I called the former owner first thing on Monday, and drove to meet him at his garage. That day changed our whole life. By Wednesday I started showing up to Jared Allen's garage and learning how to bake for the first time. Within two weeks the bakery was in our home garage, and we were on our own.
We have been baking under Arizona Cottage Food Laws, and the bakery has transformed over the past three seasons. In the beginning, we didn't even have a mixer. We were baking as though we were in the Middle Ages.
We made this space work. In fact, little by little we began to build a sustainable business. Amanda and I left our other jobs within the first year. By year 2 we had taken Proof from one Farmers Market to three, and desperately needed to buy equipment as we worked literal 20 hours days trying to keep up. In the past two seasons we have also built onto our garage ourselves with the help of my dad. We have been careful to be good neighbors, and good community members. You can drive by our bakery and have no clue that its anything other than a house with a big garage, a pretty common thing in our neighborhood.

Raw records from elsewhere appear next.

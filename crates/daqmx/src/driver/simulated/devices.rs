//! Simulated device catalogue and physical-channel resolution.

use serde::{Deserialize, Serialize};

use crate::error::{error_codes, DaqError, Result};
use crate::names::{device_name, unflatten_channel_string};

/// A simulated multifunction device.
#[derive(Debug, Clone, PartialEq, Eq, Serialize, Deserialize)]
pub struct SimDevice {
    /// Device name, the first component of every physical channel.
    pub name: String,
    /// Reported product type.
    #[serde(default = "default_product_type")]
    pub product_type: String,
    /// Number of analog input channels (`aiN`).
    #[serde(default = "default_ai_channels")]
    pub ai_channels: u32,
    /// Number of analog output channels (`aoN`).
    #[serde(default = "default_ao_channels")]
    pub ao_channels: u32,
    /// Line count of each digital port (`portN/lineM`).
    #[serde(default = "default_ports")]
    pub ports: Vec<u32>,
    /// Number of counters (`ctrN`).
    #[serde(default = "default_counters")]
    pub counters: u32,
    /// Number of power channels (`powerN`).
    #[serde(default = "default_power_channels")]
    pub power_channels: u32,
}

fn default_product_type() -> String {
    "Simulated X Series".to_string()
}

fn default_ai_channels() -> u32 {
    8
}

fn default_ao_channels() -> u32 {
    2
}

fn default_ports() -> Vec<u32> {
    vec![32, 8, 8]
}

fn default_counters() -> u32 {
    4
}

fn default_power_channels() -> u32 {
    1
}

impl SimDevice {
    /// Device with the default channel complement.
    pub fn new(name: impl Into<String>) -> Self {
        Self {
            name: name.into(),
            product_type: default_product_type(),
            ai_channels: default_ai_channels(),
            ao_channels: default_ao_channels(),
            ports: default_ports(),
            counters: default_counters(),
            power_channels: default_power_channels(),
        }
    }

    /// Resolve the device-local part of a physical channel (`ai3`, `port0/line5`).
    ///
    /// A bare port expands to all of its lines.
    pub fn resolve(&self, local: &str) -> Option<Vec<Resource>> {
        let local = local.to_ascii_lowercase();
        if let Some((port, line)) = local.split_once('/') {
            let port = indexed(port, "port")?;
            let line = indexed(line, "line")?;
            let width = *self.ports.get(port as usize)?;
            return (line < width).then(|| vec![Resource::Line { port, line }]);
        }
        if let Some(port) = indexed(&local, "port") {
            let width = *self.ports.get(port as usize)?;
            return Some((0..width).map(|line| Resource::Line { port, line }).collect());
        }
        let single = if let Some(i) = indexed(&local, "ai") {
            (i < self.ai_channels).then_some(Resource::Ai(i))
        } else if let Some(i) = indexed(&local, "ao") {
            (i < self.ao_channels).then_some(Resource::Ao(i))
        } else if let Some(i) = indexed(&local, "ctr") {
            (i < self.counters).then_some(Resource::Ctr(i))
        } else if let Some(i) = indexed(&local, "power") {
            (i < self.power_channels).then_some(Resource::Power(i))
        } else {
            None
        };
        single.map(|r| vec![r])
    }
}

fn indexed(s: &str, prefix: &str) -> Option<u32> {
    s.strip_prefix(prefix)?.parse().ok()
}

/// One hardware resource on a device.
#[derive(Debug, Clone, Copy, PartialEq, Eq, Hash)]
pub enum Resource {
    /// Analog input.
    Ai(u32),
    /// Analog output.
    Ao(u32),
    /// Digital line.
    Line { port: u32, line: u32 },
    /// Counter.
    Ctr(u32),
    /// Power supply channel.
    Power(u32),
}

/// A resolved physical channel token.
#[derive(Debug, Clone, PartialEq, Eq)]
pub struct PhysicalChannel {
    /// The token as the caller wrote it.
    pub name: String,
    /// Owning device.
    pub device: String,
    /// Resources; several for a whole port.
    pub resources: Vec<Resource>,
}

/// Resolve a physical channel string against a device list.
///
/// Ranges are expanded first, so `Dev1/ai0:3` yields four entries.
pub fn resolve_physical(devices: &[SimDevice], physical: &str) -> Result<Vec<PhysicalChannel>> {
    let tokens = unflatten_channel_string(physical);
    if tokens.is_empty() {
        return Err(not_found(physical));
    }
    tokens
        .into_iter()
        .map(|token| {
            let trimmed = token.trim_start_matches('/');
            let device = device_name(trimmed);
            let dev = devices
                .iter()
                .find(|d| d.name.eq_ignore_ascii_case(device))
                .ok_or_else(|| not_found(&token))?;
            let local = trimmed.get(device.len() + 1..).ok_or_else(|| not_found(&token))?;
            let resources = dev.resolve(local).ok_or_else(|| not_found(&token))?;
            Ok(PhysicalChannel {
                name: token.clone(),
                device: dev.name.clone(),
                resources,
            })
        })
        .collect()
}

fn not_found(physical: &str) -> DaqError {
    DaqError::driver(
        error_codes::PHYSICAL_CHAN_DOES_NOT_EXIST,
        format!("Physical channel specified does not exist on this device.\n\nPhysical Channel Name: {physical}"),
    )
}

#[cfg(test)]
mod tests {
    use super::*;

    #[test]
    fn test_resolve_ranges_and_ports() {
        let devices = vec![SimDevice::new("SimDev1")];
        let chans = resolve_physical(&devices, "SimDev1/ai0:2").unwrap();
        assert_eq!(chans.len(), 3);
        assert_eq!(chans[2].resources, vec![Resource::Ai(2)]);

        let port = resolve_physical(&devices, "SimDev1/port1").unwrap();
        assert_eq!(port[0].resources.len(), 8);
        assert_eq!(port[0].resources[7], Resource::Line { port: 1, line: 7 });
    }

    #[test]
    fn test_unknown_channel() {
        let devices = vec![SimDevice::new("SimDev1")];
        let err = resolve_physical(&devices, "SimDev1/ao9").unwrap_err();
        assert_eq!(err.code(), error_codes::PHYSICAL_CHAN_DOES_NOT_EXIST);
        assert!(resolve_physical(&devices, "Dev7/ai0").is_err());
        assert!(resolve_physical(&devices, "SimDev1/port0/line32").is_err());
    }

    #[test]
    fn test_leading_slash_terminal_form() {
        let devices = vec![SimDevice::new("SimDev1")];
        let chans = resolve_physical(&devices, "/SimDev1/ctr1").unwrap();
        assert_eq!(chans[0].device, "SimDev1");
        assert_eq!(chans[0].resources, vec![Resource::Ctr(1)]);
    }
}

Unfortunately, one neighbor began phoning in complaints to the City of Mesa about a year ago. He was upset that there were regularly 3-4 cars parked on the street in front of our home, and that our delivery truck was in our driveway. I did my best to make it right. I had to make it right. By this point we were employing a number of people, serving a large amount of customers, and making a future in this line of work. We were also facing large personal issues. Our daughter has a rare genetic disease called Friedreich's Ataxia. Working from home gave us a sense of peace that we could meet her needs, but still do something that we love.
During the early days of COVID, Proof became a safe-haven for a number of people that had worked with us part time on Saturdays, and then lost their regular jobs. Our crew members receive full health benefits, and get a chance to bring products of real value to the community. As a business, we are big contributors to a newly created local grain economy. The majority of our flour comes from Hayden Flour Mills, a local stone mill in Queen Creek. The grains they mill are grown here in Arizona. Our business supports many other small businesses, in some cases almost exclusively, like our chocolate partner DNA Chocolate out of Chandler.
I poured a parking pad for my employees on my property, and planted 14 large Ficus trees around it. I moved our delivery truck to a nearby storage facility, and now only pull it here once a week to load up for Farmers Markets. Unfortunately, these efforts weren't enough. Our neighbor had discovered an old city ordinance that did not allow for non-resident employees in our zoning district, and focused his attention on that.
Back in August, the Vice Mayor and Head of Code Compliance came to our home bakery, sat at our table, ate our bread, and offered support in our inevitable transition. We knew that one day Proof will have to move, but we also knew that financially we simply weren't there yet.
In year one Proof wasn't bringing in enough even to support our family. In fact, Amanda sold her first home in Tempe, and used the proceeds to pay for Proof's 2018 season. In year two, we spent all our profits buying proper ovens, mixers, and necessary equipment to actually have a shot at doing this business. We also built our first addition onto the garage. Just this past winter, my dad and I built an RV garage that gave us all the space we need to continue our work comfortably.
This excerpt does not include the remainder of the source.